Data shown:
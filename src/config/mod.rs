/// Database configuration and connection management
pub mod database;

/// Chart-of-accounts seeding from accounts.toml
pub mod accounts;
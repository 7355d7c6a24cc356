//! `Dealbook` - A personal double-entry ledger engine
//!
//! This crate records every economic event as a "deal" backed by exactly two
//! opposing account entries whose amounts sum to zero, keeps cross-ledger
//! transfer links intact across edits, and derives settlement deals (e.g. the
//! bank payment for a credit-card charge) from per-account rules.

// Deny the most critical lints that could lead to bugs or security issues
#![deny(
    // Security and correctness
    unsafe_code,
    unsafe_op_in_unsafe_fn,

    // Code quality - things that are almost always bugs
    unreachable_code,
    unreachable_patterns,
    unused_must_use,

    // Documentation - broken links are bugs
    rustdoc::broken_intra_doc_links,
    rustdoc::private_intra_doc_links,
)]
// Warn on things that should be fixed but aren't necessarily bugs
#![warn(
    missing_docs,

    // Clippy categories for overall code quality
    clippy::all,
    clippy::pedantic,
    clippy::nursery,

    // Correctness
    clippy::clone_on_ref_ptr,
    clippy::dbg_macro,
    clippy::exit,
    clippy::expect_used,
    clippy::panic,
    clippy::todo,
    clippy::unimplemented,
    clippy::unwrap_used,

    // Complexity and readability
    clippy::cognitive_complexity,
    clippy::large_enum_variant,
    clippy::match_same_arms,
    clippy::too_many_lines,

    // Future compatibility
    future_incompatible,
    rust_2018_idioms,
)]
// Allow some pedantic lints that are too noisy or not applicable
#![allow(
    clippy::module_name_repetitions,  // Common pattern in Rust
    clippy::missing_errors_doc,        // Will add gradually
    clippy::missing_panics_doc,        // Will add gradually
)]

/// Configuration management for database and chart-of-accounts seeding
pub mod config;
/// Core business logic - deal reconciliation, entry/link management, search
pub mod core;
/// SeaORM entity definitions for database tables
pub mod entities;
/// Unified error types and result handling
pub mod errors;

#[cfg(test)]
pub mod test_utils;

Work request: Lines from the one with "entry/link management, search" through the final line of the listing above should be duplicated word for word, and nothing else included.

Answer area:
/// Core business logic - deal reconciliation, entry/link management, search
pub mod core;
/// SeaORM entity definitions for database tables
pub mod entities;
/// Unified error types and result handling
pub mod errors;

#[cfg(test)]
pub mod test_utils;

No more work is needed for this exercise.